In the long run, Kazakstan has the richest exploration potential in the Caspian Sea region. The Kazaks have nearly the entire unexplored offshore area of the North Caspian basin (Fig. 1). They also sit on the geologically better half of the Middle Caspian. Assuming vigorous exploration, these two provinces should provide the country with a very solid foundation for production from future discoveries.

Oddly enough, the wild card of Caspian production is Russia. Output from the Russian part of the Caspian Sea region was 110,000 b/d in 1992. The general collapse of the Russian oil industry and the war in Chechnya eliminated all but 21,000 b/d by 1995. In 1997, output was still only 33,000 b/d. While not all of the lost Russian capacity may be economic under present price and cost conditions, restoration projects could make a significant contribution.

Russian exploration, when it begins, could go either way.

On the positive side, the Russian Middle Caspian offshore is expected to yield discoveries that could top 1 billion bbl, even though extension of Russian onshore plays offshore yields smaller average sizes than on the Kazak side. On the down side, Russia has only a very small part of the unexplored offshore North Caspian basin, and its share is expected to be gas-prone (although high in condensate content).

Other than investment, two factors could significantly raise the potential production profile from the Caspian Sea region.

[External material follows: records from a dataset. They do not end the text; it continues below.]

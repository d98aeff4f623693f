use std::cmp::Reverse;

use crate::{types::FeedItem, watermark::SourceWatermark};

/// The result of asking a source for its latest items
#[derive(Clone, Debug)]
pub enum Fetch {
    /// The source reported nothing changed since the presented change token
    Unchanged,
    Items {
        /// Newest first
        items: Vec<FeedItem>,
        change_token: Option<String>,
    },
}

#[derive(Debug, PartialEq, Eq)]
pub struct Delta {
    /// Items that weren't in the previous snapshot, oldest first
    pub new_items: Vec<FeedItem>,
    pub watermark: SourceWatermark,
}

impl Delta {
    fn nothing_new(previous: &SourceWatermark) -> Self {
        Self {
            new_items: Vec::new(),
            watermark: previous.clone(),
        }
    }
}

/// Works out which freshly fetched items are new since `previous`
///
/// `fetch` is `None` when fetching the source failed. Any fetch with items replaces the stored
/// snapshot wholesale, but a source that has never been seen before only gets its snapshot
/// recorded so that the first run doesn't flood destinations with the whole backlog
pub fn compute_delta(source: &str, previous: &SourceWatermark, fetch: Option<Fetch>) -> Delta {
    let (items, change_token) = match fetch {
        None => return Delta::nothing_new(previous),
        Some(Fetch::Unchanged) => {
            tracing::debug!(source, "Source unchanged since last run");
            return Delta::nothing_new(previous);
        }
        Some(Fetch::Items { items, .. }) if items.is_empty() => {
            tracing::info!(source, "Source returned no items, keeping previous snapshot");
            return Delta::nothing_new(previous);
        }
        Some(Fetch::Items {
            items,
            change_token,
        }) => (items, change_token),
    };

    let watermark = SourceWatermark {
        recent_ids: items.iter().map(|item| item.id.clone()).collect(),
        change_token,
    };

    if previous.is_cold() {
        tracing::info!(
            source,
            num_items = items.len(),
            "First time seeing source, recording snapshot without posting"
        );
        return Delta {
            new_items: Vec::new(),
            watermark,
        };
    }

    let mut new_items: Vec<_> = items
        .into_iter()
        .filter(|item| !previous.has_seen(&item.id))
        .collect();
    new_items.sort_by_key(|item| Reverse(item.published_order));

    if !new_items.is_empty() {
        tracing::info!(source, num_new = new_items.len(), "Found new items");
    }

    Delta {
        new_items,
        watermark,
    }
}
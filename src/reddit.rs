use crate::{config::RedditOauth2, types::RecentEntry, utils};

use roux::{submission::SubmissionData, Me, Subreddit};
use serde::Deserialize;
use smartstring::alias::String as SmallString;
use url::Url;

/// How far back to look for reposts on a subreddit
const NUM_RECENT_POSTS: u32 = 100;
/// Reddit rejects any longer titles
const MAX_TITLE_LEN: usize = 300;

#[derive(Debug, thiserror::Error)]
#[error("Submission to r/{community} was rejected: {reason}")]
pub struct SubmitError {
    pub community: SmallString,
    pub reason: String,
}

/// Somewhere that new items get posted to
pub trait Destination {
    type Session: Session;

    fn authenticate(&self) -> anyhow::Result<Self::Session>;
}

/// An authenticated connection to a [`Destination`]
pub trait Session {
    type Community;

    fn resolve(&self, name: &str) -> anyhow::Result<Self::Community>;
    fn recent_entries(&self, community: &Self::Community) -> anyhow::Result<Vec<RecentEntry>>;
    fn submit(&self, community: &Self::Community, title: &str, url: &Url)
        -> Result<(), SubmitError>;
}

pub struct Reddit {
    oauth: RedditOauth2,
}

impl Reddit {
    pub fn new(oauth: RedditOauth2) -> Self {
        Self { oauth }
    }
}

impl Destination for Reddit {
    type Session = RedditSession;

    fn authenticate(&self) -> anyhow::Result<RedditSession> {
        let RedditOauth2 {
            client_id,
            client_secret,
            username,
            password,
            user_agent,
        } = &self.oauth;

        tracing::info!(username, "Logging into reddit");
        let me = roux::Reddit::new(user_agent, client_id, client_secret)
            .username(username)
            .password(password)
            .login()
            .map_err(|e| anyhow::anyhow!("Failed logging into reddit as u/{username}: {e}"))?;

        Ok(RedditSession { me })
    }
}

pub struct RedditSession {
    me: Me,
}

pub struct Community {
    name: SmallString,
    inner: Subreddit,
}

impl Session for RedditSession {
    type Community = Community;

    fn resolve(&self, name: &str) -> anyhow::Result<Community> {
        let name = name.trim_start_matches("r/");
        if name.is_empty() {
            anyhow::bail!("Empty subreddit name");
        }

        Ok(Community {
            name: SmallString::from(name),
            inner: Subreddit::new(name),
        })
    }

    fn recent_entries(&self, community: &Community) -> anyhow::Result<Vec<RecentEntry>> {
        let submissions = community
            .inner
            .latest(NUM_RECENT_POSTS, None)
            .map_err(|e| anyhow::anyhow!("Failed listing r/{}: {e}", community.name))?;

        let entries = submissions
            .data
            .children
            .into_iter()
            .filter_map(|container| RecentEntry::from_submission(container.data))
            .collect();
        Ok(entries)
    }

    fn submit(&self, community: &Community, title: &str, url: &Url) -> Result<(), SubmitError> {
        let rejected = |reason: String| SubmitError {
            community: community.name.clone(),
            reason,
        };

        let title = utils::truncate_str(title.trim(), MAX_TITLE_LEN);
        let response = self
            .me
            .submit_link(&title, url.as_str(), &community.name)
            .map_err(|e| rejected(e.to_string()))?;
        // Rejections (ratelimits, already submitted links, etc.) still come back as a 200
        let body = response
            .error_for_status()
            .and_then(|response| response.text())
            .map_err(|e| rejected(e.to_string()))?;

        match rejection_reason(&body) {
            Some(reason) => Err(rejected(reason)),
            None => Ok(()),
        }
    }
}

/// Reddit replies to `api/submit` with either `{"json": {"errors": [...]}}` or the older jquery
/// style `{"success": false, ...}`
#[derive(Deserialize, Default)]
#[serde(default)]
struct SubmitResponse {
    json: Option<SubmitResponseJson>,
    success: Option<bool>,
}

#[derive(Deserialize, Default)]
#[serde(default)]
struct SubmitResponseJson {
    /// Each error looks like `["RATELIMIT", "you are doing that too much", "ratelimit"]`
    errors: Vec<Vec<serde_json::Value>>,
}

fn rejection_reason(body: &str) -> Option<String> {
    let Ok(response) = serde_json::from_str::<SubmitResponse>(body) else {
        tracing::debug!(body = %utils::truncate_str(body, 200), "Unrecognized submit response");
        return None;
    };

    let errors: Vec<String> = response
        .json
        .map(|json| json.errors)
        .unwrap_or_default()
        .iter()
        .map(|error| {
            let parts: Vec<&str> = error.iter().take(2).filter_map(|part| part.as_str()).collect();
            parts.join(": ")
        })
        .collect();

    if !errors.is_empty() {
        Some(errors.join("; "))
    } else if response.success == Some(false) {
        Some("Submission was not accepted".to_owned())
    } else {
        None
    }
}

impl RecentEntry {
    /// Only link posts can be reposts
    fn from_submission(SubmissionData { url, is_self, .. }: SubmissionData) -> Option<Self> {
        if is_self {
            return None;
        }

        url.map(|url| Self { url })
    }
}

#[cfg(test)]
mod tests {
    use super::*;

    #[test]
    fn accepted_submission() {
        let body = r#"{"json": {"errors": [], "data": {"url": "https://www.reddit.com/r/videos/comments/abc/", "id": "abc", "name": "t3_abc"}}}"#;
        assert_eq!(rejection_reason(body), None);

        let body = r#"{"jquery": [], "success": true}"#;
        assert_eq!(rejection_reason(body), None);
    }

    #[test]
    fn rejected_submission() {
        let body = r#"{"json": {"errors": [["RATELIMIT", "Looks like you've been doing that a lot. Take a break for 9 minutes before trying again.", "ratelimit"]]}}"#;
        assert_eq!(
            rejection_reason(body).as_deref(),
            Some("RATELIMIT: Looks like you've been doing that a lot. Take a break for 9 minutes before trying again.")
        );

        let body = r#"{"json": {"errors": [["ALREADY_SUB", "that link has already been submitted", "url"], ["BAD_SR_NAME", null, "sr"]]}}"#;
        assert_eq!(
            rejection_reason(body).as_deref(),
            Some("ALREADY_SUB: that link has already been submitted; BAD_SR_NAME")
        );

        let body = r#"{"jquery": [[0, 1, "call", ["body"]]], "success": false}"#;
        assert_eq!(
            rejection_reason(body).as_deref(),
            Some("Submission was not accepted")
        );
    }

    #[test]
    fn rejection_becomes_submit_error() {
        let body = r#"{"json": {"errors": [["RATELIMIT", "you are doing that too much", "ratelimit"]]}}"#;
        let err = SubmitError {
            community: SmallString::from("videos"),
            reason: rejection_reason(body).unwrap(),
        };
        assert_eq!(
            err.to_string(),
            "Submission to r/videos was rejected: RATELIMIT: you are doing that too much"
        );
    }

    #[test]
    fn unrecognized_body_is_not_a_rejection() {
        assert_eq!(rejection_reason("<html>ok</html>"), None);
    }
}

First, the largest New Development projects, most importantly Tengiz and Azeri-Guneshli-Chirag, could prove to be much richer than current estimates. If the reserves of these fields, particularly Tengiz, grow during their development, regional peak production could be higher and come later than indicated here.

The second factor is luck. While the "expected" results of exploration are incorporated in the Reference Case, an extraordinary discovery (something over 4 billion bbl of economically recoverable reserves) in the next few years would materially change the outlook toward the end of the forecast period. However, to count on this unlikely event before it happens, no matter how alluring the undrilled structures of the North Caspian offshore, would be folly.

Required investment

Few public analyses of Caspian potential link oil production with the level of investment required to attain it. Yet it is investment that will ultimately determine output, as the region is not resource-constrained. To obtain the Reference Case mean production of 16.6 billion bbl between 1998 and 2015, $158 billion in constant 1997 dollars will be required. This includes only exploration and production costs. Demand for regional upstream investment was developed in the model in three stages. First is determining the annual funding requirements of the 23 New Development projects (Table 1). Capital and operating costs were estimated using project-specific data and regional averages where details were lacking. It was assumed that companies would fully fund existing projects before investing in exploration. Second was the budget for exploration, which was based on a scenario for annual new field wildcat drilling. That scenario reflected known plans, presently and prospectively available offshore mobile drilling units, onshore exploration history, and activity in analogous regions. Average costs of testing onshore and offshore prospects times the number of prospects tested yields annual exploration expenditures. A discovery process model was used to estimate the average number and sizes of the new discoveries generated by the scenario of new field wildcat drilling. In this final stage, the same algorithm used to estimate the production and cost of New Development projects was employed to estimate how much it would cost to develop newly found fields. The annual budgets for New Development projects, exploratory drilling, and the cost of developing new discoveries sum to the annual investment required to meet the production forecast ( Fig. 4 [43,586 bytes]). Constructed from the project level up, details of the investment requirements for Caspian production highlight economic strengths and weaknesses. Perhaps the greatest economic strength of the region arises from the geologic endowment of the three basins and their relative immaturity offshore.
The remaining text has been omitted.